The captured leader of a besieged Pakistani mosque yesterday called on his followers to give themselves up, as dozens more surrendered after security forces set off loud "warning" blasts.
Abdul Aziz said in a bizarre TV interview conducted wearing a veil that around 250 male students, some armed with assault rifles, and up to 800 women were still inside the Lal Masjid, or Red Mosque.
The pro-Taliban mosque has been under siege by troops and police since Tuesday when fierce street battles between its hardline followers and security forces left at least 16 people dead.
"After coming out I saw the siege was massive and came to the conclusion that we should give up," he told state television. "The government has massive resources and I realized that people will not be able to stay inside for long."
Aziz appeared at the start of the interview in a black burqa under which his grey beard was visible. The interviewer asked him to take off the veil, which he then lifted to show his face.
In a major coup for the government, he was caught late on Wednesday trying to flee through a cordon around the mosque with several other women while dressed in a burqa. Officials said he was spotted because of his pot belly and unusual height.
"I have told them not to sacrifice their lives for me," he said.
At least 50 more students left the mosque on Thursday, a day after another 1,200 fled.
The government announced a two-hour break in a shoot-on-sight curfew imposed on Wednesday on the block where the mosque is located -- but said it did not apply to the area immediately around the complex.
Security forces stepped up the pressure on those holed up in the mosque before dawn by detonating seven loud explosives charges and smashing down one of its doors with an armored personnel carrier.
The students hurled several grenades and opened fire in return. There were no casualties.
"This was a warning. We are giving them time to surrender peacefully," a senior security official near the scene said on condition of anonymity.
State television said the students were being told over loudspeakers to lay down their arms "or you will be responsible for any losses."

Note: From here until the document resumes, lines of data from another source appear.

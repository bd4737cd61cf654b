//! Rate limiting middleware using governor and `tower_governor`.
//!
//! Provides configurable rate limiters for different endpoint categories:
//! - `auth_rate_limiter`: Strict limits for authentication endpoints (~5 per 15 minutes)
//! - `api_rate_limiter`: Relaxed limits for general API endpoints (~100/min)

use std::net::IpAddr;
use std::sync::Arc;

use axum::http::Request;
use governor::clock::QuantaInstant;
use governor::middleware::NoOpMiddleware;
use tower_governor::{GovernorError, GovernorLayer, governor::GovernorConfigBuilder};

// =============================================================================
// Custom IP Key Extractor for reverse-proxy deployments
// =============================================================================

/// Key extractor that reads the client IP from standard proxy headers.
#[derive(Clone, Copy)]
pub struct ProxyIpKeyExtractor;

impl tower_governor::key_extractor::KeyExtractor for ProxyIpKeyExtractor {
    type Key = IpAddr;

    fn extract<T>(&self, req: &Request<T>) -> Result<Self::Key, GovernorError> {
        let headers = req.headers();

        // Try X-Forwarded-For (first IP in the chain)
        if let Some(ip) = headers
            .get("x-forwarded-for")
            .and_then(|v| v.to_str().ok())
            .and_then(|s| s.split(',').next())
            .and_then(|s| s.trim().parse::<IpAddr>().ok())
        {
            return Ok(ip);
        }

        // Try X-Real-IP
        if let Some(ip) = headers
            .get("x-real-ip")
            .and_then(|v| v.to_str().ok())
            .and_then(|s| s.trim().parse::<IpAddr>().ok())
        {
            return Ok(ip);
        }

        // Try Fly-Client-IP (Fly.io's header)
        if let Some(ip) = headers
            .get("fly-client-ip")
            .and_then(|v| v.to_str().ok())
            .and_then(|s| s.trim().parse::<IpAddr>().ok())
        {
            return Ok(ip);
        }

        Err(GovernorError::UnableToExtractKey)
    }
}

// =============================================================================
// Rate Limiter Configuration
// =============================================================================

/// Rate limiter layer type for Axum.
///
/// Uses `ProxyIpKeyExtractor` to get the real client IP from reverse-proxy
/// headers.
pub type RateLimiterLayer =
    GovernorLayer<ProxyIpKeyExtractor, NoOpMiddleware<QuantaInstant>, axum::body::Body>;

/// Create rate limiter for auth endpoints: ~5 requests per 15 minutes per IP.
///
/// Configuration: 1 token every 180 seconds (replenish), burst of 5.
/// This prevents brute force attacks on login/registration endpoints.
///
/// # Panics
///
/// This function will not panic. The configuration uses only valid positive
/// integers (`per_second(180)` and `burst_size(5)`), which are always accepted
/// by `GovernorConfigBuilder`.
#[must_use]
pub fn auth_rate_limiter() -> RateLimiterLayer {
    let config = GovernorConfigBuilder::default()
        .key_extractor(ProxyIpKeyExtractor)
        .per_second(180) // Replenish 1 token every 3 minutes (~5 per 15 min)
        .burst_size(5) // Allow burst of 5 requests
        .finish()
        .expect("rate limiter config with per_second(180) and burst_size(5) is valid");
    GovernorLayer::new(Arc::new(config))
}

/// Create rate limiter for general API: ~100 requests per minute per IP.
///
/// Configuration: 1 request per second (replenish), burst of 50.
/// This prevents abuse of the CRUD and cart endpoints.
///
/// # Panics
///
/// This function will not panic. The configuration uses only valid positive
/// integers (`per_second(1)` and `burst_size(50)`), which are always accepted
/// by `GovernorConfigBuilder`.
#[must_use]
pub fn api_rate_limiter() -> RateLimiterLayer {
    let config = GovernorConfigBuilder::default()
        .key_extractor(ProxyIpKeyExtractor)
        .per_second(1) // Replenish quickly
        .burst_size(50) // Allow burst of 50 requests
        .finish()
        .expect("rate limiter config with per_second(1) and burst_size(50) is valid");
    GovernorLayer::new(Arc::new(config))
}
//! OctoCAT Supply Core - Shared types library.
//!
//! This crate provides common types used across all OctoCAT Supply components:
//! - `api` - REST API server
//! - `cart` - Cart state machine and persistence strategies
//! - `cli` - Command-line tools for migrations and management
//!
//! # Architecture
//!
//! The core crate contains only types and traits - no I/O, no database access,
//! no HTTP clients. This keeps it lightweight and allows it to be used anywhere.
//!
//! # Modules
//!
//! - [`types`] - Newtype wrappers for type-safe IDs, emails, and statuses

#![cfg_attr(not(test), forbid(unsafe_code))]

pub mod types;

pub use types::*;
// core/src/memory.rs

//! An in-process implementation of `CatalogStore` and `CartStore`.
//!
//! All state sits behind one `parking_lot::RwLock`; every trait method takes
//! the lock once, so each mutation is atomic just like a single SQL statement.
//! Guards are never held across an `.await`.

use async_trait::async_trait;
use chrono::Utc;
use parking_lot::RwLock;
use std::collections::{BTreeMap, HashMap};
use tracing::{event, Level};

use crate::cart::{Cart, CartId, CartItem, CartItemId, CartStore, UserId};
use crate::catalog::{
  CatalogStore, Category, CategoryDetail, CategoryId, NewCategory, NewProduct, NewSubcategory, Product, ProductDetail,
  ProductId, Subcategory, SubcategoryId,
};
use crate::error::{StoreError, StoreResult};
use crate::pagination::Window;

#[derive(Debug, Clone, Copy)]
struct ItemRow {
  cart_id: CartId,
  product_id: ProductId,
  quantity: u32,
}

#[derive(Debug, Default)]
struct State {
  last_id: i64,
  categories: BTreeMap<CategoryId, Category>,
  subcategories: BTreeMap<SubcategoryId, Subcategory>,
  products: BTreeMap<ProductId, Product>,
  carts: HashMap<UserId, Cart>,
  items: BTreeMap<CartItemId, ItemRow>,
}

impl State {
  fn next_id(&mut self) -> i64 {
    self.last_id += 1;
    self.last_id
  }

  fn category_detail(&self, category: &Category) -> CategoryDetail {
    let mut subcategories: Vec<Subcategory> = self
      .subcategories
      .values()
      .filter(|s| s.category_id == category.id)
      .cloned()
      .collect();
    subcategories.sort_by(|a, b| a.name.cmp(&b.name).then(a.id.cmp(&b.id)));
    CategoryDetail { category: category.clone(), subcategories }
  }

  fn product_detail(&self, product: &Product) -> Option<ProductDetail> {
    let subcategory = self.subcategories.get(&product.subcategory_id)?.clone();
    let category = product.category_id.and_then(|id| self.categories.get(&id)).cloned();
    Some(ProductDetail { product: product.clone(), subcategory, category })
  }

  fn priced_item(&self, id: CartItemId, row: &ItemRow) -> Option<CartItem> {
    let product = self.products.get(&row.product_id)?;
    Some(CartItem {
      id,
      cart_id: row.cart_id,
      product_id: row.product_id,
      quantity: row.quantity,
      unit_price: product.price,
    })
  }

  fn item_for(&self, cart: CartId, product: ProductId) -> Option<(CartItemId, ItemRow)> {
    self
      .items
      .iter()
      .find(|(_, row)| row.cart_id == cart && row.product_id == product)
      .map(|(id, row)| (*id, *row))
  }
}

fn window_of<T>(rows: Vec<T>, window: Window) -> Vec<T> {
  let offset = usize::try_from(window.offset).unwrap_or(usize::MAX);
  let limit = usize::try_from(window.limit).unwrap_or(usize::MAX);
  rows.into_iter().skip(offset).take(limit).collect()
}

#[derive(Debug, Default)]
pub struct MemoryStore {
  state: RwLock<State>,
}

impl MemoryStore {
  pub fn new() -> Self {
    Self::default()
  }
}

#[async_trait]
impl CatalogStore for MemoryStore {
  async fn count_categories(&self) -> StoreResult<u64> {
    Ok(self.state.read().categories.len() as u64)
  }

  async fn list_categories(&self, window: Window) -> StoreResult<Vec<CategoryDetail>> {
    let state = self.state.read();
    let mut categories: Vec<&Category> = state.categories.values().collect();
    categories.sort_by(|a, b| a.name.cmp(&b.name).then(a.id.cmp(&b.id)));
    let details = categories.into_iter().map(|c| state.category_detail(c)).collect();
    Ok(window_of(details, window))
  }

  async fn get_category(&self, id: CategoryId) -> StoreResult<Option<CategoryDetail>> {
    let state = self.state.read();
    Ok(state.categories.get(&id).map(|c| state.category_detail(c)))
  }

  async fn count_products(&self) -> StoreResult<u64> {
    Ok(self.state.read().products.len() as u64)
  }

  async fn list_products(&self, window: Window) -> StoreResult<Vec<ProductDetail>> {
    let state = self.state.read();
    let mut products: Vec<&Product> = state.products.values().collect();
    products.sort_by(|a, b| a.name.cmp(&b.name).then(a.id.cmp(&b.id)));
    let details = products.into_iter().filter_map(|p| state.product_detail(p)).collect();
    Ok(window_of(details, window))
  }

  async fn get_product(&self, id: ProductId) -> StoreResult<Option<ProductDetail>> {
    let state = self.state.read();
    Ok(state.products.get(&id).and_then(|p| state.product_detail(p)))
  }

  async fn product_exists(&self, id: ProductId) -> StoreResult<bool> {
    Ok(self.state.read().products.contains_key(&id))
  }

  async fn create_category(&self, new: NewCategory) -> StoreResult<Category> {
    let slug = new.prepare()?;
    let mut state = self.state.write();
    if state.categories.values().any(|c| c.slug == slug) {
      return Err(StoreError::DuplicateSlug { slug });
    }
    let category = Category { id: CategoryId(state.next_id()), name: new.name, slug, image: new.image };
    state.categories.insert(category.id, category.clone());
    event!(Level::DEBUG, category_id = %category.id, "Created category.");
    Ok(category)
  }

  async fn create_subcategory(&self, new: NewSubcategory) -> StoreResult<Subcategory> {
    let slug = new.prepare()?;
    let mut state = self.state.write();
    if !state.categories.contains_key(&new.category_id) {
      return Err(StoreError::CategoryNotFound { category_id: new.category_id });
    }
    if state.subcategories.values().any(|s| s.slug == slug) {
      return Err(StoreError::DuplicateSlug { slug });
    }
    let subcategory = Subcategory {
      id: SubcategoryId(state.next_id()),
      name: new.name,
      slug,
      image: new.image,
      category_id: new.category_id,
    };
    state.subcategories.insert(subcategory.id, subcategory.clone());
    Ok(subcategory)
  }

  async fn create_product(&self, new: NewProduct) -> StoreResult<Product> {
    let slug = new.prepare()?;
    let mut state = self.state.write();
    if !state.subcategories.contains_key(&new.subcategory_id) {
      return Err(StoreError::SubcategoryNotFound { subcategory_id: new.subcategory_id });
    }
    if let Some(category_id) = new.category_id {
      if !state.categories.contains_key(&category_id) {
        return Err(StoreError::CategoryNotFound { category_id });
      }
    }
    if state.products.values().any(|p| p.slug == slug) {
      return Err(StoreError::DuplicateSlug { slug });
    }
    let product = Product {
      id: ProductId(state.next_id()),
      name: new.name,
      slug,
      image_small: new.image_small,
      image_medium: new.image_medium,
      image_large: new.image_large,
      price: new.price,
      subcategory_id: new.subcategory_id,
      category_id: new.category_id,
    };
    state.products.insert(product.id, product.clone());
    Ok(product)
  }
}

#[async_trait]
impl CartStore for MemoryStore {
  async fn get_or_create_cart(&self, user: UserId) -> StoreResult<Cart> {
    let mut state = self.state.write();
    if let Some(cart) = state.carts.get(&user) {
      return Ok(cart.clone());
    }
    let cart = Cart { id: CartId(state.next_id()), user_id: user, created_at: Utc::now() };
    state.carts.insert(user, cart.clone());
    event!(Level::DEBUG, cart_id = %cart.id, user_id = %user, "Created cart.");
    Ok(cart)
  }

  async fn find_item(&self, cart: CartId, product: ProductId) -> StoreResult<Option<CartItem>> {
    let state = self.state.read();
    Ok(state.item_for(cart, product).and_then(|(id, row)| state.priced_item(id, &row)))
  }

  async fn insert_item(&self, cart: CartId, product: ProductId, quantity: u32) -> StoreResult<CartItem> {
    let mut state = self.state.write();
    if !state.products.contains_key(&product) {
      return Err(StoreError::ProductNotFound { product_id: product });
    }
    if state.item_for(cart, product).is_some() {
      return Err(StoreError::DuplicateItem { product_id: product });
    }
    let id = CartItemId(state.next_id());
    let row = ItemRow { cart_id: cart, product_id: product, quantity };
    state.items.insert(id, row);
    state
      .priced_item(id, &row)
      .ok_or(StoreError::ProductNotFound { product_id: product })
  }

  async fn set_quantity(&self, cart: CartId, product: ProductId, quantity: u32) -> StoreResult<Option<CartItem>> {
    let mut state = self.state.write();
    let Some((id, mut row)) = state.item_for(cart, product) else {
      return Ok(None);
    };
    row.quantity = quantity;
    state.items.insert(id, row);
    Ok(state.priced_item(id, &row))
  }

  async fn delete_item(&self, cart: CartId, product: ProductId) -> StoreResult<bool> {
    let mut state = self.state.write();
    match state.item_for(cart, product) {
      Some((id, _)) => Ok(state.items.remove(&id).is_some()),
      None => Ok(false),
    }
  }

  async fn delete_all_items(&self, cart: CartId) -> StoreResult<u64> {
    let mut state = self.state.write();
    let before = state.items.len();
    state.items.retain(|_, row| row.cart_id != cart);
    Ok((before - state.items.len()) as u64)
  }

  async fn list_items(&self, cart: CartId) -> StoreResult<Vec<CartItem>> {
    let state = self.state.read();
    Ok(
      state
        .items
        .iter()
        .filter(|(_, row)| row.cart_id == cart)
        .filter_map(|(id, row)| state.priced_item(*id, row))
        .collect(),
    )
  }
}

The "rotten" body of a student killed in earlier clashes was brought out of the mosque Thursday and more were believed to be inside, a doctor at the state-run Pakistan Institute of Medical Sciences told AFP.
Aziz's brother Abdul Rashid Ghazi, the deputy leader of the mosque, earlier reiterated his refusal to surrender. He said 2,000 male and female followers were still with him and that morale was high.
"We are not terrorists, so why should we lay down our arms?" Ghazi said.
He said he wanted an "honorable solution to the problem."
President Pervez Musharraf, already facing a political crisis ahead of elections later this year after ousting the country's chief justice, ordered the crackdown after the mosque tried to set up a Taliban-style justice system.
Those holding out were thought to include Taliban insurgents from the tribal areas bordering Afghanistan and jihadis belonging to banned Pakistani sectarian groups.